Licia, come ha iniziato a scrivere e perché ha scelto di occuparsi di fantasy?

Scrivo da sempre, lo faccio in continuazione, ormai lo considero un tratto caratteriale: sono fatta così. Anche adesso sto lavorando a una nuova saga che dovrebbe uscire in primavera. Il fantasy non è stata una scelta. Ho iniziato a scrivere le prime storielle quando avevo 7 anni e nei racconti per bambini l’elemento fantastico è sempre molto forte. Questa cosa è rimasta dentro di me. Anche al liceo, quando era un pochino più snob e il genere lo guardavo male, conservavo degli elementi fantastici. Per molto tempo ho cercato una storia su cui costruire un libro. Poi è arrivata Nihal (la protagonista del suo primo libro, ndr) e mi sono resa conto che quella era la mia dimensione.

In molti lo considerano un genere da ragazzini.

In Italia c’è questa idea per cui se una cosa è divertente è anche un po’ vile. Fuori c’è un’attenzione diversa. Già dalla prima volta che sono andata in Francia, il mio editore mi fece intervistare da Le Figaro e il comportamento dei giornalisti non era certo quello di vaga superiorità che mi è capitato di riscontrare da noi, soprattutto quando ero più giovane. All’estero lo scrittore di genere è uno scrittore come tutti gli altri. In Italia l’elemento di fantasia viene associato subito all’infanzia. L’unico scrittore fantasy che viene considerato da tutti è Martin (l’autore di Game of thrones, ndr). La povera Le Guin, dalla quale non è stata tratta alcuna serie tv, non è stata ancora sdoganata come scrittrice per adulti qual è.

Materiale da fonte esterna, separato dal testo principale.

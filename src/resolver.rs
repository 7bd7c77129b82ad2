// src/resolver.rs

use crate::{
    constants::api::{extensions, lesson_types},
    models::{Lesson, Resource},
};
use regex::Regex;
use std::sync::LazyLock;
use url::Url;

static YOUTUBE_HOST_RE: LazyLock<Regex> =
    LazyLock::new(|| Regex::new(r"(?i)(^|\.)(youtube(-nocookie)?\.com|youtu\.be)$").unwrap());

/// 课时的“有效类型”。上游的声明类型经常缺失或标错，
/// URL 与扩展名嗅探才是权威信号，声明类型只在嗅探无果时兜底。
#[derive(Debug, Clone, PartialEq, Eq)]
pub enum LessonKind {
    Video,
    Youtube,
    Pdf,
    Ppt,
    Doc,
    Link,
    /// 声明类型未被任何嗅探规则覆盖时按原样透传
    Declared(String),
    Unknown,
}

impl LessonKind {
    pub fn label(&self) -> &str {
        match self {
            LessonKind::Video => "视频",
            LessonKind::Youtube => "YouTube",
            LessonKind::Pdf => "PDF",
            LessonKind::Ppt => "演示文稿",
            LessonKind::Doc => "文档",
            LessonKind::Link => "外部链接",
            LessonKind::Declared(s) => s,
            LessonKind::Unknown => "未知",
        }
    }
}

/// 每次选中课时都重新嗅探，结果不缓存在课时实体上
pub fn resolve_lesson(lesson: &Lesson) -> LessonKind {
    resolve(
        lesson.lesson_type.as_deref(),
        lesson.content_url.as_deref(),
        lesson.content_file.as_deref(),
    )
}

/// 课程附件复用同一套嗅探规则
pub fn resolve_resource(resource: &Resource) -> LessonKind {
    resolve(
        resource.resource_type.as_deref(),
        resource.url.as_deref(),
        resource.file.as_deref(),
    )
}

/// 有效类型推导，规则按序匹配，先中先得:
/// 1. 无 URL 也无文件 → 未知
/// 2. URL 域名命中 YouTube → youtube
/// 3. 扩展名 (去掉查询串，大小写不敏感): pdf / ppt,pptx / doc,docx
/// 4. 声明类型存在且不是哨兵值 "unknown" → 按声明
/// 5. URL 为 http(s) 方案 → 外部链接
/// 6. 其余 → 未知
pub fn resolve(declared: Option<&str>, url: Option<&str>, file: Option<&str>) -> LessonKind {
    let source = match url.or(file) {
        Some(s) if !s.trim().is_empty() => s,
        _ => return LessonKind::Unknown,
    };

    if let Some(u) = url
        && is_youtube_url(u)
    {
        return LessonKind::Youtube;
    }

    if let Some(ext) = extension_of(source) {
        if ext == extensions::PDF {
            return LessonKind::Pdf;
        }
        if extensions::PPT.contains(&ext.as_str()) {
            return LessonKind::Ppt;
        }
        if extensions::DOC.contains(&ext.as_str()) {
            return LessonKind::Doc;
        }
    }

    if let Some(declared) = declared {
        let trimmed = declared.trim();
        if !trimmed.is_empty() && !trimmed.eq_ignore_ascii_case(lesson_types::UNKNOWN) {
            return match trimmed.to_lowercase().as_str() {
                lesson_types::VIDEO => LessonKind::Video,
                "youtube" => LessonKind::Youtube,
                lesson_types::LINK => LessonKind::Link,
                "pdf" => LessonKind::Pdf,
                "ppt" | "pptx" => LessonKind::Ppt,
                "doc" | "docx" => LessonKind::Doc,
                _ => LessonKind::Declared(trimmed.to_string()),
            };
        }
    }

    if let Some(u) = url {
        let lower = u.trim_start().to_lowercase();
        if lower.starts_with("http://") || lower.starts_with("https://") {
            return LessonKind::Link;
        }
    }

    LessonKind::Unknown
}

pub fn is_youtube_url(raw: &str) -> bool {
    Url::parse(raw)
        .ok()
        .and_then(|u| u.host_str().map(|h| YOUTUBE_HOST_RE.is_match(h)))
        .unwrap_or(false)
}

/// 取路径最后一段的扩展名，查询串与片段先剥掉，统一转小写。
/// 非法 URL (裸文件路径) 走手工剥离。
fn extension_of(source: &str) -> Option<String> {
    let path = match Url::parse(source) {
        Ok(u) => u.path().to_string(),
        Err(_) => {
            let s = source.split(['?', '#']).next().unwrap_or(source);
            s.to_string()
        }
    };
    let segment = path.rsplit('/').next().unwrap_or(&path);
    let (stem, ext) = segment.rsplit_once('.')?;
    if stem.is_empty() || ext.is_empty() {
        return None;
    }
    Some(ext.to_lowercase())
}

#[cfg(test)]
mod tests {
    use super::*;

    #[test]
    fn test_extension_wins_over_declared_type() {
        // 声明类型不可靠: 扩展名存在时一律以扩展名为准
        assert_eq!(
            resolve(Some("video"), Some("https://cdn.example.com/x.pdf"), None),
            LessonKind::Pdf
        );
        assert_eq!(
            resolve(Some("link"), Some("https://cdn.example.com/slides.PPTX"), None),
            LessonKind::Ppt
        );
    }

    #[test]
    fn test_query_string_is_stripped() {
        assert_eq!(
            resolve(None, Some("https://cdn.example.com/a/b/notes.DOCX?sig=abc&e=1"), None),
            LessonKind::Doc
        );
    }

    #[test]
    fn test_youtube_hosts_take_precedence() {
        for u in [
            "https://www.youtube.com/watch?v=abc123",
            "https://youtu.be/abc123",
            "https://m.youtube.com/watch?v=abc123",
            "https://www.youtube-nocookie.com/embed/abc123",
        ] {
            assert_eq!(resolve(Some("video"), Some(u), None), LessonKind::Youtube, "{u}");
        }
        // 域名只匹配后缀，防止伪装域名混入
        assert_ne!(
            resolve(None, Some("https://notyoutube.comx/v.pdf"), None),
            LessonKind::Youtube
        );
    }

    #[test]
    fn test_missing_source_is_unknown() {
        assert_eq!(resolve(Some("video"), None, None), LessonKind::Unknown);
        assert_eq!(resolve(None, Some("   "), None), LessonKind::Unknown);
    }

    #[test]
    fn test_declared_type_used_verbatim_when_no_extension() {
        assert_eq!(
            resolve(Some("video"), Some("https://cdn.example.com/stream/123"), None),
            LessonKind::Video
        );
        assert_eq!(
            resolve(Some("scorm"), Some("https://cdn.example.com/pkg/123"), None),
            LessonKind::Declared("scorm".to_string())
        );
    }

    #[test]
    fn test_sentinel_unknown_falls_through_to_scheme_check() {
        assert_eq!(
            resolve(Some("unknown"), Some("https://example.com/article"), None),
            LessonKind::Link
        );
        assert_eq!(
            resolve(None, Some("https://example.com/article"), None),
            LessonKind::Link
        );
    }

    #[test]
    fn test_bare_file_reference() {
        // 后端上传文件只有相对路径，没有 URL 方案
        assert_eq!(
            resolve(None, None, Some("uploads/lessons/deck.pptx")),
            LessonKind::Ppt
        );
        assert_eq!(
            resolve(None, None, Some("uploads/lessons/readme")),
            LessonKind::Unknown
        );
    }

    #[test]
    fn test_non_http_scheme_is_unknown() {
        assert_eq!(
            resolve(None, Some("ftp://files.example.com/a"), None),
            LessonKind::Unknown
        );
    }
}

Attraverso i suoi romanzi sembra volere veicolare molti messaggi.

Ho scritto Le Cronache del mondo emerso nel periodo dell’11 settembre. Bush parlava della “guerra del bene contro il male”. Tematiche da libro fantasy buttate nel mondo reale. Sentivo il bisogno di sovvertire quel processo, di trasportare quelle infinite sfumature di grigio in un fantasy. La guerra veniva vista come un male necessario, che non creava poi tanto danno. Volevo recuperare l’aspetto brutto della guerra, perché quando ce lo dimentichiamo siamo pronti per iniziare di nuovo. Anche il razzismo ha attraversato tutto ciò che ho scritto. E questa cosa orribile di considerare le persone come oggetti e di usarli per ottenere degli scopi. Molto spesso ci sono degli schiavi nei miei libri, semplicemente perché li vedo intorno a me.

In che mondo stiamo vivendo secondo lei?

Ha presente le cinque fasi del lutto? Secondo me siamo in piena fase di negazione. Il mondo cambia velocemente ed è normale avere paura. L’importante è non farsene dominare. Invece ci stiamo abbandonando a gente che sfrutta queste paure e ci racconta un mondo che non esiste. Soprattutto sui social, ognuno si prende dalla realtà quelle due, tre cose che rispondono ai propri bisogni più profondi, ci costruisce attorno un racconto e quella diventa la verità. Ma credo che l’incidente frontale con la realtà sia ormai prossimo e spero solo che non ci faremo troppo male. Certe visioni del mondo sono fuori dalla storia: pensare di ritirare su muri, di chiuderci in stati nazionali da visione ottocentesca. È una cosa che non ha senso. Il mondo sta andando in un’altra direzione, è inutile che continuiamo a raccontarci questa favoletta, anche se per molti è rassicurante.

Un’astrofisica cattolica, sono conciliabili le due cose?

Il mio rapporto con la fede non c’entra nulla col fatto che sono uno scienziato, ho sempre pensato che siano due cose separate. La confusione che si fa tra fede e scienza è uno dei mali di questo mondo. Legare la tua spiritualità, la tua intimità, al tuo lavoro è sempre sbagliato. La fede è un fatto personale. Leggevo un bell’articolo del-l’Osservatore romano che parlava di Lemaitre, il gesuita che ideò la teoria del Big bang, e di come, appunto, sconsigliò all’allora Papa di parlarne pubblicamente. Mi rendo anche conto, però, di come la visione della Chiesa all’esterno sia riduttiva. Il padre della spettroscopia moderna, che ha gettato le basi per lo studio delle stelle, è un altro gesuita, Angelo Secchi, e non lo ricorda mai nessuno. La società appiccica delle etichette per semplificare le cose perché il cervello funziona così, ma il mondo non è semplice.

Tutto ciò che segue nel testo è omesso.